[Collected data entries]

↓↓↓

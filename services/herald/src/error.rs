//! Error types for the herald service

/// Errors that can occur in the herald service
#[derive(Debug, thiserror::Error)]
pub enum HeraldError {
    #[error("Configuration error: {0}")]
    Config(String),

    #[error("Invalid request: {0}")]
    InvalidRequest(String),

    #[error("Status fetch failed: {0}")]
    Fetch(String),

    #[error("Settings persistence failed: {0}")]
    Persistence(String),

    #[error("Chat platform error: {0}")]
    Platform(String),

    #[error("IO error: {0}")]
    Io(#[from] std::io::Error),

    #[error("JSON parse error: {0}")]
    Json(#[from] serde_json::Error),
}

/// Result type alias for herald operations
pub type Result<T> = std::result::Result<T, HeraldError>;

↑↑↑
↓↓↓

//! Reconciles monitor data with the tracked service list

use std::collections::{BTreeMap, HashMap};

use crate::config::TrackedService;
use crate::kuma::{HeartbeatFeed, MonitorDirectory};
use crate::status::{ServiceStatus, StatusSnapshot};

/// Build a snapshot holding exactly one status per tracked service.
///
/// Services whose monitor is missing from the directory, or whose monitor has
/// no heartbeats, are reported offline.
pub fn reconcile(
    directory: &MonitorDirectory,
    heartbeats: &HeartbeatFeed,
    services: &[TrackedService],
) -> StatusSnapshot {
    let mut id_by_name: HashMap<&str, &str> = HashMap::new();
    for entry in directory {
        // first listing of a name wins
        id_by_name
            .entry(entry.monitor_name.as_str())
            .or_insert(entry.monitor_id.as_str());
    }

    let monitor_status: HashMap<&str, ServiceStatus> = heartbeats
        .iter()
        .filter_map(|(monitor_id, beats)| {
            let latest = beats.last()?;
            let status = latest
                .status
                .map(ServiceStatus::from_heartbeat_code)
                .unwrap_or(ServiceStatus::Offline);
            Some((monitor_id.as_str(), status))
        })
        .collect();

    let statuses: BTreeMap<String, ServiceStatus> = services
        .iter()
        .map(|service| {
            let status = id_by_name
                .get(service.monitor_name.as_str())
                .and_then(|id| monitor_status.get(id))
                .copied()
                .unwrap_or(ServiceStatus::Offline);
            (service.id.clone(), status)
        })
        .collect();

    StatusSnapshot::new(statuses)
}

↑↑↑

▶ Your assignment
Pick out and copy the lines of the entries that hold the string "Result".

▶ Solution below
/// Result type alias for herald operations
pub type Result<T> = std::result::Result<T, HeraldError>;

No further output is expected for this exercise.